After the ‘90s the royal family, started
finding and identifying the remains of the Mother of King Zog and started the
efforts for a possible reconstruction of the original mausoleum, inaugurated in
1935. The original mausoleum was the work of the architect Kemal Butka. But on
the day of the liberation of the city, on 17 November 1944, the Communists
'signed' one of their first crimes. They blew up the mausoleum of King Zog's
Mother without even moving her remains from the site.
In 2011 within the framework of activities
of the 100th anniversary of Albania's independence, it was decided the return
the remains of King Zog I of Albania upon which the reconstruction of the
mausoleum itself began. The Mausoleum of today was built as a modernized replica
of the original Mausoleum by a decision of the Albanian Government and was
inaugurated on 17 November 2014. Today the remains of the Queen Mother Sadie,
King Zog, Queen Geraldine, King Leka, Queen Susan and the other members of the
Royal Family lie there.
King Zog was the founder of the modern
Albanian State and the first King of the Albanians, creating the first stable
governmental institutions and consolidation of governance after decades of
political turbulence. During the 1920s, extended periods of political turmoil
and instability became the key factor for considering constitutional change, a
proposal made by the deputies of Skrapar. The Statute Commission was held which
proposed the regime change.This proposal was voted on August 30, 1928 and the Constitutional
Assembly proclaimed Albania as a Hereditary Parliamentary Constitutional
Monarchy.
On September 1st, 1928 the Constitutional
Assembly proclamation was put into effect. After this proclamation, the
parliament created a commission which would communicate the decision to offer
the Royal Throne to the incumbent President Ahmet Zogu. After he accepted the
Throne, King Zog I took His oath on the Bible and Quran in respect of two major
religions in Albania, in an attempt to unify the country.

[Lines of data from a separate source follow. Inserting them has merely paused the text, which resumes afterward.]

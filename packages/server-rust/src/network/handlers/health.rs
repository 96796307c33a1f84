//! Health, liveness and readiness endpoints.

use axum::extract::State;
use axum::http::StatusCode;
use axum::Json;
use serde_json::json;
use tracing::warn;

use super::AppState;
use crate::network::HealthState;

/// Detailed health as JSON, including a live ping of the vehicle store.
///
/// Always 200; `state` and `store` carry the verdict so monitoring can tell
/// "up but draining" or "up but store unreachable" from "down".
pub async fn health_handler(State(state): State<AppState>) -> Json<serde_json::Value> {
    let store = state.service.store();
    let store_status = match store.ping().await {
        Ok(()) => "up",
        Err(err) => {
            warn!(backend = store.backend(), error = ?err, "store ping failed");
            "down"
        }
    };

    Json(json!({
        "state": state.shutdown.health_state().as_str(),
        "backend": store.backend(),
        "store": store_status,
        "in_flight": state.shutdown.in_flight_count(),
        "cached_entries": state.service.cached_entries(),
        "uptime_secs": state.start_time.elapsed().as_secs(),
    }))
}

/// Always 200 while the process answers at all.
pub async fn liveness_handler() -> StatusCode {
    StatusCode::OK
}

/// 200 only in the `Ready` state, 503 while starting or draining.
pub async fn readiness_handler(State(state): State<AppState>) -> StatusCode {
    if state.shutdown.health_state() == HealthState::Ready {
        StatusCode::OK
    } else {
        StatusCode::SERVICE_UNAVAILABLE
    }
}

#[cfg(test)]
mod tests {
    use std::sync::Arc;

    use super::*;
    use crate::network::NetworkConfig;
    use crate::service::query::tests::{scenario_store, FailingStore};
    use crate::service::{QueryService, ServiceConfig};
    use crate::traits::VehicleStore;

    fn state_with(store: Arc<dyn VehicleStore>) -> AppState {
        let service = QueryService::new(store, ServiceConfig::default());
        AppState::new(Arc::new(service), NetworkConfig::default())
    }

    fn test_state() -> AppState {
        state_with(Arc::new(scenario_store()))
    }

    #[tokio::test]
    async fn health_reports_all_fields() {
        let state = test_state();
        state.shutdown.set_ready();

        let json = health_handler(State(state)).await.0;
        assert_eq!(json["state"], "ready");
        assert_eq!(json["backend"], "memory");
        assert_eq!(json["store"], "up");
        assert_eq!(json["in_flight"], 0);
        assert_eq!(json["cached_entries"], 0);
        assert!(json["uptime_secs"].is_number());
    }

    #[tokio::test]
    async fn health_reports_unreachable_store() {
        let state = state_with(Arc::new(FailingStore::default()));
        let json = health_handler(State(state)).await.0;
        assert_eq!(json["state"], "starting");
        assert_eq!(json["store"], "down");
    }

    #[tokio::test]
    async fn health_reports_in_flight_requests() {
        let state = test_state();
        let _guard = state.shutdown.in_flight_guard();
        let json = health_handler(State(state)).await.0;
        assert_eq!(json["in_flight"], 1);
    }

    #[tokio::test]
    async fn liveness_is_always_ok() {
        assert_eq!(liveness_handler().await, StatusCode::OK);
    }

    #[tokio::test]
    async fn readiness_follows_lifecycle() {
        let state = test_state();
        assert_eq!(
            readiness_handler(State(state.clone())).await,
            StatusCode::SERVICE_UNAVAILABLE
        );

        state.shutdown.set_ready();
        assert_eq!(readiness_handler(State(state.clone())).await, StatusCode::OK);

        state.shutdown.trigger_shutdown();
        assert_eq!(
            readiness_handler(State(state)).await,
            StatusCode::SERVICE_UNAVAILABLE
        );
    }
}
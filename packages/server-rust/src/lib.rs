//! `carlens` server: vehicle-listing dashboard over a document store.
//!
//! Aggregation queries run against a [`VehicleStore`] (`MongoDB` or in
//! memory), are memoized per filter by the [`QueryService`] and served as
//! JSON by the axum [`NetworkModule`].

pub mod config;
pub mod logging;
pub mod network;
pub mod service;
pub mod storage;
pub mod traits;

pub use config::{connect_store, AppConfig};
pub use logging::{init_tracing, LogFormat};
pub use network::NetworkModule;
pub use service::QueryService;
pub use traits::VehicleStore;
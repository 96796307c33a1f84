//! Query execution and dashboard assembly.
//!
//! 1. **Caching** (`cache`): per-query memoization keyed by `VehicleFilter`
//! 2. **Queries** (`query`): store calls with timing, logging and the
//!    degrade-to-empty failure policy
//! 3. **Dashboard** (`dashboard`): filter resolution and the panel view model

pub mod cache;
pub mod config;
pub mod dashboard;
pub mod query;

pub use cache::QueryCache;
pub use config::ServiceConfig;
pub use dashboard::{build_dashboard, resolve_filter, DashboardRequest, DashboardView};
pub use query::QueryService;
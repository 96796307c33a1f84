use std::path::PathBuf;
use std::sync::Arc;
use std::time::Duration;

use carlens_server::config::{connect_store, AppConfig};
use carlens_server::logging::{init_tracing, LogFormat};
use carlens_server::network::NetworkModule;
use carlens_server::service::QueryService;
use carlens_server::storage::StoreBackend;
use clap::{Parser, ValueEnum};
use metrics_exporter_prometheus::PrometheusBuilder;
use tracing::{error, info, warn};

#[derive(Debug, Clone, Copy, ValueEnum)]
enum Backend {
    Mongo,
    Memory,
}

#[derive(Parser)]
#[command(name = "carlens-server", about = "Vehicle listing dashboard server")]
struct Cli {
    /// `MongoDB` connection string.
    #[arg(long, env = "CARLENS_MONGO_URI", default_value = "mongodb://localhost:27017/")]
    mongo_uri: String,

    #[arg(long, env = "CARLENS_DATABASE", default_value = "car_db")]
    database: String,

    #[arg(long, env = "CARLENS_COLLECTION", default_value = "cars_joined")]
    collection: String,

    #[arg(long, value_enum, env = "CARLENS_BACKEND", default_value = "mongo")]
    backend: Backend,

    /// JSON array of vehicle documents loaded into the memory backend.
    #[arg(long, env = "CARLENS_SEED")]
    seed: Option<PathBuf>,

    #[arg(long, env = "CARLENS_HOST", default_value = "0.0.0.0")]
    host: String,

    #[arg(long, env = "CARLENS_PORT", default_value_t = carlens_server::config::DEFAULT_PORT)]
    port: u16,

    /// Entries per query cache; 0 disables memoization.
    #[arg(long, env = "CARLENS_CACHE_CAPACITY", default_value_t = 256)]
    cache_capacity: usize,

    /// `text` or `json`.
    #[arg(long, env = "CARLENS_LOG_FORMAT", default_value = "text")]
    log_format: LogFormat,

    /// Allowed CORS origin; repeat for several. Defaults to any.
    #[arg(long = "cors-origin", env = "CARLENS_CORS_ORIGINS", value_delimiter = ',')]
    cors_origins: Vec<String>,

    #[arg(long, env = "CARLENS_REQUEST_TIMEOUT_SECS", default_value_t = 30)]
    request_timeout_secs: u64,

    #[arg(long, env = "CARLENS_CONNECT_TIMEOUT_SECS", default_value_t = 5)]
    connect_timeout_secs: u64,
}

impl Cli {
    fn into_config(self) -> AppConfig {
        let mut config = AppConfig::default();

        config.store.backend = match self.backend {
            Backend::Mongo => StoreBackend::Mongo,
            Backend::Memory => StoreBackend::Memory { seed: self.seed },
        };
        config.store.uri = self.mongo_uri;
        config.store.database = self.database;
        config.store.collection = self.collection;
        config.store.connect_timeout = Duration::from_secs(self.connect_timeout_secs);

        config.network.host = self.host;
        config.network.port = self.port;
        config.network.request_timeout = Duration::from_secs(self.request_timeout_secs);
        if !self.cors_origins.is_empty() {
            config.network.cors_origins = self.cors_origins;
        }

        config.service.cache_capacity = self.cache_capacity;
        config.log_format = self.log_format;
        config
    }
}

/// Clears every memoized query result on SIGHUP, e.g. after the collection
/// was reloaded out of band.
#[cfg(unix)]
fn spawn_cache_reset(service: Arc<QueryService>) {
    use tokio::signal::unix::{signal, SignalKind};

    let mut hangup = match signal(SignalKind::hangup()) {
        Ok(hangup) => hangup,
        Err(err) => {
            warn!(error = %err, "failed to register SIGHUP handler; cache reset disabled");
            return;
        }
    };
    tokio::spawn(async move {
        while hangup.recv().await.is_some() {
            info!("SIGHUP received, clearing query caches");
            service.clear_caches();
        }
    });
}

#[tokio::main]
async fn main() -> anyhow::Result<()> {
    let config = Cli::parse().into_config();
    init_tracing(config.log_format)?;

    let metrics = match PrometheusBuilder::new().install_recorder() {
        Ok(handle) => Some(handle),
        Err(err) => {
            warn!(error = %err, "metrics recorder not installed; /metrics disabled");
            None
        }
    };

    let store = match connect_store(&config.store).await {
        Ok(store) => store,
        Err(err) => {
            error!(error = %err, "store unavailable at startup");
            eprintln!("carlens-server: {err}");
            std::process::exit(1);
        }
    };

    let service = Arc::new(QueryService::new(store, config.service.clone()));
    #[cfg(unix)]
    spawn_cache_reset(Arc::clone(&service));

    let mut module = NetworkModule::new(config.network.clone(), service);
    if let Some(handle) = metrics {
        module = module.with_metrics(handle);
    }

    let port = module.start().await?;
    info!(
        port,
        cache_capacity = config.service.cache_capacity,
        "carlens-server started, press Ctrl+C to stop"
    );

    module
        .serve(async {
            if let Err(err) = tokio::signal::ctrl_c().await {
                error!(error = %err, "failed to listen for Ctrl+C");
            }
        })
        .await
}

The coronation of King Zog is even nowadays
a controversial issue in Albania, as many people think that he was a
self-proclaimed king, so a false king. However, despite this, others say that
since King Zog was of a notable albanian family that at the time ruled the area
in which they lived, acting similar to small principalities.
Xhemal Pasha, ruler of the Mat region was
the father of King Zog I. He governed Mat with grandeur and magnanimity which
characterized the Zogolli Family. The Queen Mother Sadije Toptani, was born in
Tirana in 1876. The Toptanis where the most powerful family in central Albania
at the time.
In 1929, King Zog abolished Islamic law in
Albania, adopting in its place a civil code based on the Swiss one, as
Ataturk's Turkey had done in the same decade. The price for such modernization
was high, though.
In April 1938 Zog married Countess
Geraldine Apponyi de Nagy-Apponyi, a Roman Catholic aristocrat who was
half-Hungarian and half-American. The ceremony was broadcasted throughout Tirana
via Radio Tirana that was officially launched by the monarch five months later.
Their only child, HRH Crown Prince Leka,
was born in a hospital in Johannesburg on 5 April 1939. The hospital was
declared Albanian territory for the duration of the Prince's birth.
Two days after the birth of Zog's son and
heir, on 7 April 1939, Mussolini's Italy invaded, facing no significant
resistance. The Albanian army was ill-equipped to resist, as it was almost
entirely dominated by Italian advisers and officers and was no match for the
Italian Army. The Italians were, however, resisted by small groups of the
Gendarmerie and by the general population.
After passing through Greece to Turkey, the
royal family fled to England and in the beginning settled at The Ritz in London.
In 1946, King Zog and most of his family left England and went to live in Egypt
at the behest of King Farouk. However, Farouk was overthrown in 1952, and the
family left for France in 1955. He created his final home in France, where he
died of an undisclosed condition on 9th
April 1961, aged 65. Zog was a heavy smoker, and had been seriously ill for
some time.
His widow, Queen Geraldine, King Leka and
his wife and son Leka II, together with other members of the royal family came
back to Tirana in 2002. Queen Geraldine, died of natural causes the same year
at the age of 87 in a military hospital in Tirana, Albania.
Albania's Communist government abolished
the monarchy in 1946, but, even in exile, the royal family insisted that Lek
Zogu was Albania's legitimate ruler. Lek Zogu died on 30th November 2011.
Prince Leka II, is the proclaimed successor
of the Royal crown. He is engaged to Elia Zaharia, an albanian artist.